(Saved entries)
:::

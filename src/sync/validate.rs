//! Bookmark key validation

use url::Url;

/// Whether `key` is an absolute http(s) URL
pub fn is_valid_bookmark_url(key: &str) -> bool {
    match Url::parse(key) {
        Ok(url) => matches!(url.scheme(), "http" | "https") && url.has_host(),
        Err(_) => false,
    }
}

/// Like [`is_valid_bookmark_url`], logging a warning for rejected keys
pub fn check_bookmark_url(key: &str) -> bool {
    let valid = is_valid_bookmark_url(key);
    if !valid {
        tracing::warn!(url = %key, "Skipping bookmark with invalid URL");
    }
    valid
}

#[cfg(test)]
mod tests {
    use super::*;

    #[test]
    fn test_accepts_absolute_http_urls() {
        assert!(is_valid_bookmark_url("https://example.com/"));
        assert!(is_valid_bookmark_url("http://example.com/path?q=1#frag"));
        assert!(is_valid_bookmark_url("https://sub.example.org:8443/a/b"));
    }

    #[test]
    fn test_rejects_other_keys() {
        assert!(!is_valid_bookmark_url(""));
        assert!(!is_valid_bookmark_url("example.com"));
        assert!(!is_valid_bookmark_url("/relative/path"));
        assert!(!is_valid_bookmark_url("ftp://example.com/file"));
        assert!(!is_valid_bookmark_url("javascript:alert(1)"));
        assert!(!is_valid_bookmark_url("not a url"));
    }
}
//! Bookmark database operations

use async_trait::async_trait;
use sqlx::SqlitePool;

use crate::sync::{BookmarkRecord, BookmarkStore, BookmarksData, Result, SyncError};

/// Largest number of URLs bound into one `IN (...)` clause
const DELETE_CHUNK_SIZE: usize = 500;

/// Bookmark repository
pub struct BookmarkRepository<'a> {
    pool: &'a SqlitePool,
}

impl<'a> BookmarkRepository<'a> {
    pub fn new(pool: &'a SqlitePool) -> Self {
        Self { pool }
    }

    /// Get a single bookmark
    pub async fn get(&self, url: &str) -> Result<Option<BookmarkRecord>> {
        let row = sqlx::query_as::<_, BookmarkRow>(
            r#"
            SELECT url, tags_json, meta_json, deleted_meta_json
            FROM bookmarks
            WHERE url = ?
            "#,
        )
        .bind(url)
        .fetch_optional(self.pool)
        .await?;

        row.map(|r| r.into_record().map(|(_, record)| record))
            .transpose()
    }

    /// Get the whole collection
    pub async fn list(&self) -> Result<BookmarksData> {
        let rows = sqlx::query_as::<_, BookmarkRow>(
            r#"
            SELECT url, tags_json, meta_json, deleted_meta_json
            FROM bookmarks
            ORDER BY url ASC
            "#,
        )
        .fetch_all(self.pool)
        .await?;

        rows.into_iter().map(|r| r.into_record()).collect()
    }

    /// Insert or replace bookmarks
    pub async fn save_all(&self, records: &BookmarksData) -> Result<()> {
        if records.is_empty() {
            return Ok(());
        }

        let mut tx = self.pool.begin().await?;
        for (url, record) in records {
            let tags_json = serde_json::to_string(&record.tags)?;
            let meta_json = serde_json::to_string(&record.meta)?;
            let deleted_meta_json = record
                .deleted_meta
                .as_ref()
                .map(serde_json::to_string)
                .transpose()?;

            sqlx::query(
                r#"
                INSERT INTO bookmarks (url, tags_json, meta_json, deleted_meta_json, stored_at)
                VALUES (?, ?, ?, ?, datetime('now'))
                ON CONFLICT(url) DO UPDATE SET
                    tags_json = excluded.tags_json,
                    meta_json = excluded.meta_json,
                    deleted_meta_json = excluded.deleted_meta_json,
                    stored_at = excluded.stored_at
                "#,
            )
            .bind(url)
            .bind(&tags_json)
            .bind(&meta_json)
            .bind(&deleted_meta_json)
            .execute(&mut *tx)
            .await?;
        }
        tx.commit().await?;

        Ok(())
    }

    /// Permanently remove bookmarks, returning how many existed
    pub async fn remove_all(&self, urls: &[String]) -> Result<u64> {
        if urls.is_empty() {
            return Ok(0);
        }

        let mut removed = 0;
        let mut tx = self.pool.begin().await?;
        for chunk in urls.chunks(DELETE_CHUNK_SIZE) {
            let placeholders: Vec<&str> = chunk.iter().map(|_| "?").collect();
            let query = format!(
                "DELETE FROM bookmarks WHERE url IN ({})",
                placeholders.join(", ")
            );

            let mut q = sqlx::query(&query);
            for url in chunk {
                q = q.bind(url);
            }
            removed += q.execute(&mut *tx).await?.rows_affected();
        }
        tx.commit().await?;

        Ok(removed)
    }

    /// Number of stored bookmarks
    pub async fn count(&self) -> Result<u64> {
        let row: (i64,) = sqlx::query_as("SELECT COUNT(*) FROM bookmarks")
            .fetch_one(self.pool)
            .await?;

        Ok(row.0 as u64)
    }
}

#[async_trait]
impl<'a> BookmarkStore for BookmarkRepository<'a> {
    async fn get_all(&self) -> std::result::Result<BookmarksData, SyncError> {
        self.list().await
    }

    async fn upsert(&self, records: &BookmarksData) -> std::result::Result<(), SyncError> {
        self.save_all(records).await
    }

    async fn delete(&self, urls: &[String]) -> std::result::Result<(), SyncError> {
        self.remove_all(urls).await.map(|_| ())
    }
}

#[derive(sqlx::FromRow)]
struct BookmarkRow {
    url: String,
    tags_json: String,
    meta_json: String,
    deleted_meta_json: Option<String>,
}

impl BookmarkRow {
    fn into_record(self) -> Result<(String, BookmarkRecord)> {
        let deleted_meta = self
            .deleted_meta_json
            .as_deref()
            .map(serde_json::from_str)
            .transpose()?;

        let record = BookmarkRecord {
            tags: serde_json::from_str(&self.tags_json)?,
            meta: serde_json::from_str(&self.meta_json)?,
            deleted_meta,
        };

        Ok((self.url, record))
    }
}
//! Database schema initialization

use sqlx::SqlitePool;

use crate::error::Result;

/// Initialize the database schema
pub async fn initialize_schema(pool: &SqlitePool) -> Result<()> {
    sqlx::query(SCHEMA_SQL).execute(pool).await?;

    Ok(())
}

const SCHEMA_SQL: &str = r#"
-- Local bookmark collection, keyed by URL
CREATE TABLE IF NOT EXISTS bookmarks (
    url TEXT PRIMARY KEY,
    tags_json TEXT NOT NULL,
    meta_json TEXT NOT NULL,
    deleted_meta_json TEXT,
    stored_at TEXT NOT NULL DEFAULT (datetime('now'))
);

-- Remote collections served to sync clients, one per target
CREATE TABLE IF NOT EXISTS remote_collections (
    target TEXT PRIMARY KEY,
    data_json TEXT NOT NULL,
    version INTEGER NOT NULL,
    updated_at INTEGER NOT NULL
);

-- Last successful sync per target
CREATE TABLE IF NOT EXISTS sync_state (
    target TEXT PRIMARY KEY,
    last_sync INTEGER NOT NULL,
    last_report TEXT
);
"#;
//! Health check endpoints

use axum::{extract::State, routing::get, Json, Router};
use serde::Serialize;

use crate::db::BookmarkRepository;
use crate::error::Result;
use crate::state::AppState;

#[derive(Serialize)]
pub struct HealthResponse {
    pub status: &'static str,
    pub version: &'static str,
    pub service: &'static str,
    pub bookmarks: u64,
}

pub async fn health_check(State(state): State<AppState>) -> Result<Json<HealthResponse>> {
    let bookmarks = BookmarkRepository::new(state.db()).count().await?;

    Ok(Json(HealthResponse {
        status: "healthy",
        version: env!("CARGO_PKG_VERSION"),
        service: "bookmark-sync-server",
        bookmarks,
    }))
}

pub fn router() -> Router<AppState> {
    Router::new().route("/", get(health_check))
}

:::

Among the entries, copy every line containing the word "BookmarkStore".

# Written solution:
use crate::sync::{BookmarkRecord, BookmarkStore, BookmarksData, Result, SyncError};
impl<'a> BookmarkStore for BookmarkRepository<'a> {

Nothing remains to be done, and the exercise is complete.